Otherwise (and I have no idea what's available) you might get some benefit
from talking to the medical profession. I don't usually like pharmaceutical
solutions, but this sounds like it's badly affecting your quility of life.

You need to address this otherwise you're increasing your exposure to
depression, etc.

------
seiji
> I don't really know how "senior" normal senior job is.

At startups, "senior" can mean you've worked at one other company before. At
big companies, "senior" means you have 20 years of experience in the real
world. At medium companies, "senior" can be anywhere in-between.

> hired based on credentials/past work yet.

Most cargo cult hiring practices these days only focus on one 20 minute coding
session to evaluate you. Few companies consider any past accomplishments in
immediate hiring decisions. It's kinda sad.

> living in REPL and Emacs

That's the killer right there. _Most_ people code by "write code, see if it
works, write more code." But during an interview, they want you to write a
complete working theoretic algorithm with no "it works" feedback. So, you're
constantly under pressure of a persistent, and growing, doubt about "does this
thing even work? I can't run it in this shared document!"

Coding interviews are a _teaching position_ not a coding evaluation. It really
doesn't make sense to evaluate a programmer on how well they operate while
being immediately judged based on what they type. I'm paid for _results_, not
my flailing process that kinda makes everybody look incompetent anyway.

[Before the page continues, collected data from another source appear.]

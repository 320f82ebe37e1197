use serde::{Deserialize, Serialize};
use serde_json::{Map, Value, json};

/// Raw settings document as stored in `settings.json`.
///
/// Every field keeps the untrusted JSON value the user wrote; typing happens in
/// [`crate::parameter::ParameterValidator`]. All known keys are required when
/// deserializing, so a document missing one of them fails with a serde
/// "missing field" data error. Unknown keys survive a read/write cycle through
/// `extra`.
///
/// ```JSON
/// {
///     "accounts_urls": [{ "mark": "", "url": "https://..." }],
///     "root": "",
///     "chunk": 524288,
///     "mode": null
/// }
/// ```
#[derive(Debug, Clone, PartialEq, Deserialize, Serialize)]
pub struct ConfigDocument {
    pub accounts_urls: Value,
    pub mix_urls: Value,
    pub root: Value,
    pub folder_name: Value,
    pub name_format: Value,
    pub date_format: Value,
    pub split: Value,
    pub folder_mode: Value,
    pub music: Value,
    pub storage_format: Value,
    pub cookie: Value,
    pub dynamic_cover: Value,
    pub original_cover: Value,
    pub proxies: Value,
    pub download: Value,
    pub max_size: Value,
    pub chunk: Value,
    pub max_retry: Value,
    pub max_pages: Value,
    pub mode: Value,
    #[serde(flatten)]
    pub extra: Map<String, Value>,
}

pub const DEFAULT_CHUNK: u64 = 512 * 1024;

impl Default for ConfigDocument {
    fn default() -> Self {
        Self {
            accounts_urls: json!([{
                "mark": "账号标识，可以设置为空字符串",
                "url": "账号主页链接",
                "tab": "账号主页类型",
                "earliest": "作品最早发布日期",
                "latest": "作品最晚发布日期"
            }]),
            mix_urls: json!([{
                "mark": "合集标识，可以设置为空字符串",
                "url": "合集链接或者作品链接"
            }]),
            root: json!(""),
            folder_name: json!("Download"),
            name_format: json!("create_time nickname desc"),
            date_format: json!("%Y-%m-%d %H.%M.%S"),
            split: json!("-"),
            folder_mode: json!(false),
            music: json!(false),
            storage_format: json!(""),
            cookie: json!(""),
            dynamic_cover: json!(false),
            original_cover: json!(false),
            proxies: json!(""),
            download: json!(true),
            max_size: json!(0),
            chunk: json!(DEFAULT_CHUNK),
            max_retry: json!(10),
            max_pages: json!(0),
            mode: Value::Null,
            extra: Map::new(),
        }
    }
}

/// One record of a URL group (`accounts_urls` / `mix_urls`).
///
/// Only the shape is checked here; whether `url` points anywhere useful is the
/// extractor's concern.
#[derive(Debug, Clone, Default, PartialEq, Deserialize, Serialize)]
pub struct UrlEntry {
    #[serde(default)]
    pub mark: String,
    #[serde(default)]
    pub url: String,
    #[serde(default, skip_serializing_if = "Option::is_none")]
    pub tab: Option<String>,
    #[serde(default, skip_serializing_if = "Option::is_none")]
    pub earliest: Option<String>,
    #[serde(default, skip_serializing_if = "Option::is_none")]
    pub latest: Option<String>,
    #[serde(flatten)]
    pub extra: Map<String, Value>,
}

/// Builds the entry list for a URL group. Non-array groups produce nothing and
/// elements that are not records are skipped.
pub fn url_entries(group: &Value) -> Vec<UrlEntry> {
    let Some(items) = group.as_array() else {
        return Vec::new();
    };

    items
        .iter()
        .filter(|item| item.is_object())
        .filter_map(|item| serde_json::from_value(item.clone()).ok())
        .collect()
}
//! Validated runtime parameters.
//!
//! [`ParameterValidator`] runs every field check against a raw
//! [`ConfigDocument`], forwards each check's note to the [`Logger`], and hands
//! back a [`Parameter`] whose values need no further checking.

use std::collections::{BTreeMap, HashSet};
use std::path::{Path, PathBuf};
use std::time::Duration;

use chrono::Local;
use serde_json::{Value, json};

use crate::cleaner::NameCleaner;
use crate::config_types::{ConfigDocument, UrlEntry, url_entries};
use crate::config_value::{
    Checked, DEFAULT_TIMEOUT, Level, NameKey, StorageFormat, check_chunk, check_date_format,
    check_flag, check_folder_name, check_max_pages, check_max_retry, check_max_size, check_mode,
    check_name_format, check_root, check_split, check_storage_format, check_timeout,
};
use crate::cookie::{Cookie, CookieRegister, TokenMap, TokenProvider, add_cookie, check_cookie};
use crate::logger::Logger;
use crate::proxy::{Proxies, ProxyProbe, check_proxies};

/// Read-only collaborators the validator needs.
pub struct Dependencies<'a> {
    pub main_path: PathBuf,
    pub user_agent: String,
    pub logger: &'a dyn Logger,
    pub cleaner: &'a dyn NameCleaner,
    pub ms_token: &'a dyn TokenProvider,
    pub tt_wid: &'a dyn TokenProvider,
    pub register: &'a dyn CookieRegister,
    pub probe: &'a dyn ProxyProbe,
    pub blacklist: HashSet<String>,
}

/// Fully validated settings for one run.
#[derive(Debug, Clone, PartialEq)]
pub struct Parameter {
    main_path: PathBuf,
    headers: BTreeMap<String, String>,
    cookie: TokenMap,
    cookie_cache: Option<String>,
    root: PathBuf,
    folder_name: String,
    name_format: Vec<NameKey>,
    date_format: String,
    split: String,
    music: bool,
    folder_mode: bool,
    storage_format: Option<StorageFormat>,
    dynamic_cover: bool,
    original_cover: bool,
    proxies: Proxies,
    download: bool,
    max_size: u64,
    chunk: u64,
    max_retry: u64,
    max_pages: u64,
    blacklist: HashSet<String>,
    timeout: Duration,
    accounts_urls: Vec<UrlEntry>,
    mix_urls: Vec<UrlEntry>,
    mode: Option<u8>,
}

impl Parameter {
    pub fn main_path(&self) -> &Path {
        &self.main_path
    }
    pub fn headers(&self) -> &BTreeMap<String, String> {
        &self.headers
    }
    pub fn cookie(&self) -> &TokenMap {
        &self.cookie
    }
    /// Raw cookie string awaiting token expansion, when the settings file held
    /// one.
    pub fn cookie_cache(&self) -> Option<&str> {
        self.cookie_cache.as_deref()
    }
    pub fn root(&self) -> &Path {
        &self.root
    }
    pub fn folder_name(&self) -> &str {
        &self.folder_name
    }
    pub fn name_format(&self) -> &[NameKey] {
        &self.name_format
    }
    pub fn date_format(&self) -> &str {
        &self.date_format
    }
    pub fn split(&self) -> &str {
        &self.split
    }
    pub fn music(&self) -> bool {
        self.music
    }
    pub fn folder_mode(&self) -> bool {
        self.folder_mode
    }
    pub fn storage_format(&self) -> Option<StorageFormat> {
        self.storage_format
    }
    pub fn dynamic_cover(&self) -> bool {
        self.dynamic_cover
    }
    pub fn original_cover(&self) -> bool {
        self.original_cover
    }
    pub fn proxies(&self) -> &Proxies {
        &self.proxies
    }
    pub fn download(&self) -> bool {
        self.download
    }
    pub fn max_size(&self) -> u64 {
        self.max_size
    }
    pub fn chunk(&self) -> u64 {
        self.chunk
    }
    pub fn max_retry(&self) -> u64 {
        self.max_retry
    }
    pub fn max_pages(&self) -> u64 {
        self.max_pages
    }
    pub fn blacklist(&self) -> &HashSet<String> {
        &self.blacklist
    }
    pub fn timeout(&self) -> Duration {
        self.timeout
    }
    pub fn accounts_urls(&self) -> &[UrlEntry] {
        &self.accounts_urls
    }
    pub fn mix_urls(&self) -> &[UrlEntry] {
        &self.mix_urls
    }
    pub fn mode(&self) -> Option<u8> {
        self.mode
    }
}

pub struct ParameterValidator<'a> {
    deps: Dependencies<'a>,
}

impl<'a> ParameterValidator<'a> {
    /// Starts the logger; everything after this point may log.
    pub fn new(deps: Dependencies<'a>) -> Self {
        deps.logger.run();
        Self { deps }
    }

    pub fn build(&self, doc: &ConfigDocument) -> Parameter {
        self.build_with_timeout(doc, &json!(DEFAULT_TIMEOUT.as_secs()))
    }

    /// Builds the parameters with an explicit request timeout (seconds), which
    /// is not part of the settings file.
    pub fn build_with_timeout(&self, doc: &ConfigDocument, timeout: &Value) -> Parameter {
        let deps = &self.deps;
        let defaults = ConfigDocument::default();
        let flag = |name: &str, raw: &Value, default: &Value| {
            self.take(check_flag(name, raw, default.as_bool().unwrap_or(false)))
        };

        let cookie = self.take(check_cookie(&doc.cookie));

        Parameter {
            main_path: deps.main_path.clone(),
            headers: BTreeMap::from([("User-Agent".to_string(), deps.user_agent.clone())]),
            cookie: cookie.cookie,
            cookie_cache: cookie.cache,
            root: self.take(check_root(&doc.root, &deps.main_path)),
            folder_name: self.take(check_folder_name(&doc.folder_name, deps.cleaner)),
            name_format: self.take(check_name_format(&doc.name_format)),
            date_format: self.take(check_date_format(&doc.date_format, &Local::now())),
            split: self.take(check_split(&doc.split, deps.cleaner)),
            music: flag("music", &doc.music, &defaults.music),
            folder_mode: flag("folder_mode", &doc.folder_mode, &defaults.folder_mode),
            storage_format: self.take(check_storage_format(&doc.storage_format)),
            dynamic_cover: flag("dynamic_cover", &doc.dynamic_cover, &defaults.dynamic_cover),
            original_cover: flag("original_cover", &doc.original_cover, &defaults.original_cover),
            proxies: self.take(check_proxies(&doc.proxies, deps.probe)),
            download: flag("download", &doc.download, &defaults.download),
            max_size: self.take(check_max_size(&doc.max_size)),
            chunk: self.take(check_chunk(&doc.chunk)),
            max_retry: self.take(check_max_retry(&doc.max_retry)),
            max_pages: self.take(check_max_pages(&doc.max_pages)),
            blacklist: deps.blacklist.clone(),
            timeout: self.take(check_timeout(timeout)),
            accounts_urls: url_entries(&doc.accounts_urls),
            mix_urls: url_entries(&doc.mix_urls),
            mode: self.take(check_mode(&doc.mode)),
        }
    }

    /// Expands `cookie` with fresh tokens from both providers.
    pub fn add_cookie(&self, cookie: Cookie) -> Option<Cookie> {
        add_cookie(cookie, [self.deps.ms_token, self.deps.tt_wid], self.deps.register)
    }

    fn take<T>(&self, checked: Checked<T>) -> T {
        if let Some(note) = checked.note {
            match note.level {
                Level::Info => self.deps.logger.info(&note.message, note.persist),
                Level::Warning => self.deps.logger.warning(&note.message, note.persist),
            }
        }
        checked.value
    }
}

#[cfg(test)]
mod tests {
    use std::cell::{Cell, RefCell};

    use serde_json::json;
    use tempfile::TempDir;

    use super::*;
    use crate::cleaner::Cleaner;
    use crate::cookie::Register;
    use crate::proxy::ProbeError;

    #[derive(Default)]
    struct RecordingLogger {
        runs: Cell<usize>,
        infos: RefCell<Vec<String>>,
        warnings: RefCell<Vec<String>>,
    }

    impl Logger for RecordingLogger {
        fn run(&self) {
            self.runs.set(self.runs.get() + 1);
        }

        fn info(&self, message: &str, _persist: bool) {
            self.infos.borrow_mut().push(message.to_string());
        }

        fn warning(&self, message: &str, _persist: bool) {
            self.warnings.borrow_mut().push(message.to_string());
        }
    }

    struct Token(&'static str, &'static str);

    impl TokenProvider for Token {
        fn fetch(&self) -> anyhow::Result<Option<TokenMap>> {
            Ok(Some(TokenMap::from([(self.0.to_string(), self.1.to_string())])))
        }
    }

    static MS_TOKEN: Token = Token("msToken", "m1");
    static TT_WID: Token = Token("ttwid", "t1");

    struct RefusingProbe;

    impl ProxyProbe for RefusingProbe {
        fn probe(&self, _proxies: &Proxies) -> Result<(), ProbeError> {
            Err(ProbeError::Connection("connection refused".to_string()))
        }
    }

    struct Fixture {
        dir: TempDir,
        logger: RecordingLogger,
    }

    impl Fixture {
        fn new() -> Self {
            Self {
                dir: TempDir::new().expect("tempdir"),
                logger: RecordingLogger::default(),
            }
        }

        fn validator(&self) -> ParameterValidator<'_> {
            ParameterValidator::new(Dependencies {
                main_path: self.dir.path().to_path_buf(),
                user_agent: "test-agent/1.0".to_string(),
                logger: &self.logger,
                cleaner: &Cleaner,
                ms_token: &MS_TOKEN,
                tt_wid: &TT_WID,
                register: &Register,
                probe: &RefusingProbe,
                blacklist: HashSet::from(["7001".to_string()]),
            })
        }
    }

    #[test]
    fn test_default_document_builds_without_warnings() {
        // Arrange
        let fixture = Fixture::new();
        let validator = fixture.validator();

        // Act
        let params = validator.build(&ConfigDocument::default());

        // Assert
        assert_eq!(fixture.logger.runs.get(), 1);
        let warnings = fixture.logger.warnings.borrow();
        assert!(warnings.is_empty(), "{warnings:?}");
        assert_eq!(params.root(), fixture.dir.path());
        assert_eq!(params.folder_name(), "Download");
        assert_eq!(params.name_format(), &[NameKey::CreateTime, NameKey::Nickname, NameKey::Desc]);
        assert_eq!(params.chunk(), 524288);
        assert_eq!(params.max_retry(), 10);
        assert_eq!(params.max_pages(), 99999);
        assert_eq!(params.storage_format(), None);
        assert_eq!(params.mode(), None);
        assert_eq!(params.timeout(), Duration::from_secs(10));
        assert!(params.download());
        assert!(!params.proxies().is_enabled());
        assert_eq!(params.cookie_cache(), Some(""));
        assert_eq!(params.headers().get("User-Agent").map(String::as_str), Some("test-agent/1.0"));
        assert!(params.blacklist().contains("7001"));
        assert_eq!(params.accounts_urls().len(), 1);
        assert_eq!(params.mix_urls().len(), 1);
    }

    #[test]
    fn test_invalid_values_are_replaced_and_warned() {
        // Arrange
        let fixture = Fixture::new();
        let validator = fixture.validator();
        let mut doc = ConfigDocument::default();
        doc.chunk = json!(-1);
        doc.split = json!("a|b");
        doc.storage_format = json!("pdf");
        doc.proxies = json!("http://127.0.0.1:9");
        doc.music = json!("yes");

        // Act
        let params = validator.build(&doc);

        // Assert
        assert_eq!(params.chunk(), 524288);
        assert_eq!(params.split(), "-");
        assert_eq!(params.storage_format(), None);
        assert_eq!(params.proxies(), &Proxies::disabled());
        assert!(!params.music());
        assert_eq!(fixture.logger.warnings.borrow().len(), 5);
    }

    #[test]
    fn test_valid_values_pass_through_unchanged() {
        let fixture = Fixture::new();
        let validator = fixture.validator();
        let mut doc = ConfigDocument::default();
        doc.cookie = json!({ "sessionid": "abc" });
        doc.storage_format = json!("sql");
        doc.max_pages = json!(3);
        doc.mode = json!("4");
        doc.date_format = json!("%Y%m%d");

        let params = validator.build_with_timeout(&doc, &json!(2.5));

        assert_eq!(params.cookie().get("sessionid").map(String::as_str), Some("abc"));
        assert_eq!(params.cookie_cache(), None);
        assert_eq!(params.storage_format(), Some(StorageFormat::Sql));
        assert_eq!(params.max_pages(), 3);
        assert_eq!(params.mode(), Some(4));
        assert_eq!(params.date_format(), "%Y%m%d");
        assert_eq!(params.timeout(), Duration::from_millis(2500));
        assert!(fixture.logger.warnings.borrow().is_empty());
    }

    #[test]
    fn test_oversized_timeout_falls_back_to_default() {
        // Arrange
        let fixture = Fixture::new();
        let validator = fixture.validator();

        // Act
        let params = validator.build_with_timeout(&ConfigDocument::default(), &json!(1e20));

        // Assert
        assert_eq!(params.timeout(), Duration::from_secs(10));
        assert_eq!(fixture.logger.warnings.borrow().len(), 1);
    }

    #[test]
    fn test_large_retry_count_is_kept() {
        let fixture = Fixture::new();
        let validator = fixture.validator();
        let mut doc = ConfigDocument::default();
        doc.max_retry = json!(5_000_000_000_u64);

        let params = validator.build(&doc);

        assert_eq!(params.max_retry(), 5_000_000_000);
        assert!(fixture.logger.warnings.borrow().is_empty());
    }

    #[test]
    fn test_add_cookie_uses_injected_providers() {
        let fixture = Fixture::new();
        let validator = fixture.validator();

        let expanded = validator.add_cookie(Cookie::Raw("sessionid=abc; ".to_string()));

        assert_eq!(
            expanded,
            Some(Cookie::Raw("sessionid=abc; msToken=m1; ttwid=t1; ".to_string()))
        );
    }
}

There's no solution for you besides interview at 10+ places. Employers think
they are special (above you) and they think interview candidates are
disposable. Employers aren't there to treat you with respect or kindness as a
candidate, they are there to see if you are one of the 0.0001% top people in
the world, even though after you get hired, you'll probably be doing the same
CRUD work and email writing as someone who doesn't even know what a for loop
does.

------
blairanderson
Keep interviewing until you find good companies without crap interviews.

------
loumf
Here's a soft-skills interview question to think about: "If you wanted
something that required a skill you don't have, how would you go about
obtaining that skill?" \-- "Can you give an example of a time in your life you
set a big goal and achieved it? How did you approach it?"

You probably can't fix technical interviewing, but you can practice it and get
better at it. And, if you are a good programmer, the part you are missing is
small comparatively.

------
JSeymourATL
> my network is no where near enough to make a hire recommendation

The obstacle is the way. Start carving out time for strategic networking. Go
to meet-ups, conferences, workshops. Make a point to chat with 2-3 people at
each event. Suprisingly, these can lead to serendipitous introductions.